[LLVMdev] OCaml

Jon Harrop jon at ffconsultancy.com
Sun Nov 25 08:49:33 PST 2007


On Sunday 25 November 2007 12:23, Gordon Henriksen wrote:
> On 2007-11-24, at 21:58, Jon Harrop wrote:
> > - Garbage collection tuned for functional programming
>
> http://llvm.org/docs/GarbageCollection.html
>
> I've been doing some interesting work on this front. Getting Lattner-
> cycles to have it reviewed and integrated is probably the biggest
> challenge; LLVM is a joy to work with even on major surgery like
> this. :)
>
> The goal is that LLVM should be able to take care of the code
> generation aspects of GC while leaving the runtime open-ended. It
> would be nice to provide a GC runtime along with LLVM, but I'm not
> entirely certain how realistic that is given how intertwined GC is
> with the object model. All of this is thoroughly treated in the above
> doc.
>
> Can you elaborate on what tuning you're looking for?

I'll give you a bit of background info:

I'm actually a natural scientist rather than a computer scientist and I am 
looking for a next-generation technical computing platform for Linux and Mac 
OS X that is open source but commerce friendly and provides features that can 
compete with the likes of Microsoft's new language F#.

I am more than willing to knuckle down on the project myself provided it will 
give me a platform that I can sell libraries for but I have no expertise in 
this field so I need all the help that projects like LLVM can give me! :-)

I have been working professionally with the OCaml language for several years 
now and find it to be enormously productive for two main reasons:

. Expressive: like ML
. Fast: like ML for symbolic code and like C/C++ for numeric code

This marriage of features allows OCaml to carve out a huge niche in scientific 
computing between languages like Mathematica and C++. Consequently, OCaml has 
garnered a lot of interest from the scientific community.

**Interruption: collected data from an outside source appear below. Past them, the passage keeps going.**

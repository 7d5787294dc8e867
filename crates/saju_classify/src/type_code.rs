//! The 4-letter type code: one two-valued letter per axis.

use std::fmt::{Display, Formatter};
use std::str::FromStr;

use serde::{Deserialize, Serialize};

use crate::error::ClassifyError;

/// The four independent classification axes.
#[derive(Debug, Clone, Copy, PartialEq, Eq, Hash, Serialize)]
pub enum Axis {
    Energy,
    Perception,
    Judgement,
    Lifestyle,
}

/// All 4 axes in code order.
pub const ALL_AXES: [Axis; 4] = [Axis::Energy, Axis::Perception, Axis::Judgement, Axis::Lifestyle];

impl Axis {
    pub const fn index(self) -> u8 {
        match self {
            Self::Energy => 0,
            Self::Perception => 1,
            Self::Judgement => 2,
            Self::Lifestyle => 3,
        }
    }

    /// The two letters of this axis, first letter first.
    pub const fn letters(self) -> [char; 2] {
        match self {
            Self::Energy => ['W', 'N'],
            Self::Perception => ['S', 'G'],
            Self::Judgement => ['I', 'H'],
            Self::Lifestyle => ['J', 'Y'],
        }
    }

    pub const fn name(self) -> &'static str {
        match self {
            Self::Energy => "Energy",
            Self::Perception => "Perception",
            Self::Judgement => "Judgement",
            Self::Lifestyle => "Lifestyle",
        }
    }
}

#[derive(Debug, Clone, Copy, PartialEq, Eq, Hash, PartialOrd, Ord, Serialize, Deserialize)]
pub enum Energy {
    W,
    N,
}

#[derive(Debug, Clone, Copy, PartialEq, Eq, Hash, PartialOrd, Ord, Serialize, Deserialize)]
pub enum Perception {
    S,
    G,
}

#[derive(Debug, Clone, Copy, PartialEq, Eq, Hash, PartialOrd, Ord, Serialize, Deserialize)]
pub enum Judgement {
    I,
    H,
}

#[derive(Debug, Clone, Copy, PartialEq, Eq, Hash, PartialOrd, Ord, Serialize, Deserialize)]
pub enum Lifestyle {
    J,
    Y,
}

/// A complete type code. 16 possible values; immutable once computed.
#[derive(Debug, Clone, Copy, PartialEq, Eq, Hash, PartialOrd, Ord, Serialize, Deserialize)]
#[serde(try_from = "String", into = "String")]
pub struct TypeCode {
    pub energy: Energy,
    pub perception: Perception,
    pub judgement: Judgement,
    pub lifestyle: Lifestyle,
}

/// All 16 type codes, ordered by [`TypeCode::index`].
pub const ALL_TYPE_CODES: [TypeCode; 16] = {
    let mut out = [TypeCode::from_index(0); 16];
    let mut i = 0;
    while i < 16 {
        out[i] = TypeCode::from_index(i as u8);
        i += 1;
    }
    out
};

impl TypeCode {
    pub const fn new(
        energy: Energy,
        perception: Perception,
        judgement: Judgement,
        lifestyle: Lifestyle,
    ) -> Self {
        Self {
            energy,
            perception,
            judgement,
            lifestyle,
        }
    }

    /// Dense index 0..16; bit 3 = energy, bit 0 = lifestyle (second letter = 1).
    pub const fn index(self) -> u8 {
        (matches!(self.energy, Energy::N) as u8) << 3
            | (matches!(self.perception, Perception::G) as u8) << 2
            | (matches!(self.judgement, Judgement::H) as u8) << 1
            | matches!(self.lifestyle, Lifestyle::Y) as u8
    }

    /// Inverse of [`index`](Self::index), taken modulo 16.
    pub const fn from_index(index: u8) -> Self {
        Self {
            energy: if index & 0b1000 == 0 { Energy::W } else { Energy::N },
            perception: if index & 0b0100 == 0 { Perception::S } else { Perception::G },
            judgement: if index & 0b0010 == 0 { Judgement::I } else { Judgement::H },
            lifestyle: if index & 0b0001 == 0 { Lifestyle::J } else { Lifestyle::Y },
        }
    }

    /// Whether the code carries the first letter of `axis` (W, S, I, J).
    pub const fn is_first_letter(self, axis: Axis) -> bool {
        let bit = 3 - axis.index();
        self.index() & (1 << bit) == 0
    }

    /// Letter chosen on `axis`.
    pub const fn letter(self, axis: Axis) -> char {
        let [first, second] = axis.letters();
        if self.is_first_letter(axis) { first } else { second }
    }
}

impl Display for TypeCode {
    fn fmt(&self, f: &mut Formatter<'_>) -> std::fmt::Result {
        for axis in ALL_AXES {
            write!(f, "{}", self.letter(axis))?;
        }
        Ok(())
    }
}

impl FromStr for TypeCode {
    type Err = ClassifyError;

    fn from_str(s: &str) -> Result<Self, Self::Err> {
        let chars: Vec<char> = s.trim().chars().map(|c| c.to_ascii_uppercase()).collect();
        if chars.len() != 4 {
            return Err(ClassifyError::InvalidTypeCode(s.to_string()));
        }
        let mut index = 0u8;
        for (axis, c) in ALL_AXES.iter().zip(&chars) {
            let [first, second] = axis.letters();
            let bit = if *c == first {
                0
            } else if *c == second {
                1
            } else {
                return Err(ClassifyError::InvalidTypeCode(s.to_string()));
            };
            index |= bit << (3 - axis.index());
        }
        Ok(Self::from_index(index))
    }
}

impl TryFrom<String> for TypeCode {
    type Error = ClassifyError;

    fn try_from(s: String) -> Result<Self, Self::Error> {
        s.parse()
    }
}

impl From<TypeCode> for String {
    fn from(code: TypeCode) -> Self {
        code.to_string()
    }
}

Although F# is similarly expressive and fast for numeric code it is slow for 
symbolic code because its run-time is inherited from .NET and is tuned for 
C#. In ordinary imperative languages like C#, values are rarely allocated and 
deallocated rapidly. However, in functional languages like F#, the 
distribution of value lifetimes is heavily geared toward a huge rate of 
allocation of very short-lived objects. Consequently, idiomatic functional 
code often runs up to 5x slower with F# than with OCaml because the .NET 
run-time is not tuned for this.

Now, the .NET platform obviously provides a great starting point for 
implementing languages like OCaml and is arguably more suitable than LLVM 
because it is higher-level. However, every problem is an opportunity. In this 
case, I believe LLVM would make it much easier to use a GC tuned for 
functional programming languages and, consequently, I think it will be quite 
feasible to get performance between that of OCaml and F# without too much 
difficulty.

> > - Exceptions
>
> http://llvm.org/docs/ExceptionHandling.html
>
> LLVM's exception support is tuned toward DWARF "zero-cost exceptions,"
> i.e. C++ exception handling. Anton Korobeynikov and Duncan Sands (who
> is working on Ada) are probably the experts in this area.

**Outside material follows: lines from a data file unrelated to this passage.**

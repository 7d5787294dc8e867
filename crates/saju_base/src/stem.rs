//! Heavenly stems (천간).
//!
//! Ten stems cycle in pairs over the five elements in generating order,
//! each pair Yang then Yin.

use serde::Serialize;

use crate::element::{Element, Polarity};

/// The 10 heavenly stems starting from Gap (甲).
#[derive(Debug, Clone, Copy, PartialEq, Eq, Hash, Serialize)]
pub enum Stem {
    Gap,
    Eul,
    Byeong,
    Jeong,
    Mu,
    Gi,
    Gyeong,
    Sin,
    Im,
    Gye,
}

/// All 10 stems in order (0 = Gap, 9 = Gye).
pub const ALL_STEMS: [Stem; 10] = [
    Stem::Gap,
    Stem::Eul,
    Stem::Byeong,
    Stem::Jeong,
    Stem::Mu,
    Stem::Gi,
    Stem::Gyeong,
    Stem::Sin,
    Stem::Im,
    Stem::Gye,
];

impl Stem {
    /// 0-based index (Gap=0 .. Gye=9).
    pub const fn index(self) -> u8 {
        match self {
            Self::Gap => 0,
            Self::Eul => 1,
            Self::Byeong => 2,
            Self::Jeong => 3,
            Self::Mu => 4,
            Self::Gi => 5,
            Self::Gyeong => 6,
            Self::Sin => 7,
            Self::Im => 8,
            Self::Gye => 9,
        }
    }

    /// Stem at `index` modulo 10.
    pub const fn from_index(index: u8) -> Self {
        ALL_STEMS[(index % 10) as usize]
    }

    /// Hanja glyph.
    pub const fn hanja(self) -> &'static str {
        match self {
            Self::Gap => "甲",
            Self::Eul => "乙",
            Self::Byeong => "丙",
            Self::Jeong => "丁",
            Self::Mu => "戊",
            Self::Gi => "己",
            Self::Gyeong => "庚",
            Self::Sin => "辛",
            Self::Im => "壬",
            Self::Gye => "癸",
        }
    }

    /// Hangul reading.
    pub const fn hangul(self) -> &'static str {
        match self {
            Self::Gap => "갑",
            Self::Eul => "을",
            Self::Byeong => "병",
            Self::Jeong => "정",
            Self::Mu => "무",
            Self::Gi => "기",
            Self::Gyeong => "경",
            Self::Sin => "신",
            Self::Im => "임",
            Self::Gye => "계",
        }
    }

    pub const fn element(self) -> Element {
        match self {
            Self::Gap | Self::Eul => Element::Wood,
            Self::Byeong | Self::Jeong => Element::Fire,
            Self::Mu | Self::Gi => Element::Earth,
            Self::Gyeong | Self::Sin => Element::Metal,
            Self::Im | Self::Gye => Element::Water,
        }
    }

    pub const fn polarity(self) -> Polarity {
        Polarity::from_parity(self.index())
    }

    /// Stem `n` steps later in the cycle.
    pub const fn advance(self, n: u8) -> Self {
        Self::from_index((self.index() + n % 10) % 10)
    }
}

#[cfg(test)]
mod tests {
    use super::*;

    #[test]
    fn indices_sequential() {
        for (i, s) in ALL_STEMS.iter().enumerate() {
            assert_eq!(s.index() as usize, i);
            assert_eq!(Stem::from_index(i as u8), *s);
        }
    }

    #[test]
    fn polarity_alternates() {
        for s in ALL_STEMS {
            let expected = if s.index() % 2 == 0 { Polarity::Yang } else { Polarity::Yin };
            assert_eq!(s.polarity(), expected);
        }
    }

    #[test]
    fn elements_pair_up() {
        for pair in ALL_STEMS.chunks(2) {
            assert_eq!(pair[0].element(), pair[1].element());
        }
        assert_eq!(Stem::Gap.element(), Element::Wood);
        assert_eq!(Stem::Gye.element(), Element::Water);
    }

    #[test]
    fn advance_wraps() {
        assert_eq!(Stem::Im.advance(3), Stem::Eul);
        assert_eq!(Stem::Gap.advance(10), Stem::Gap);
        assert_eq!(Stem::Gye.advance(255), Stem::Mu);
    }

    #[test]
    fn glyphs_nonempty() {
        for s in ALL_STEMS {
            assert!(!s.hanja().is_empty());
            assert!(!s.hangul().is_empty());
        }
    }
}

Excellent. There is one thing that confuses me about this though. I 
benchmarked exception handling in OCaml and C++ a while ago and found OCaml 
to be ~6x faster and the best explanation I got was that C++ does not have 
zero-cost exceptions because it requires destructors to be called as the 
stack is unwound, whereas OCaml can just jump back and leave collection to 
the GC.

So does zero-cost exception handling in C++ refer to a special case where you 
can statically prove that there are no destructors to call, or something?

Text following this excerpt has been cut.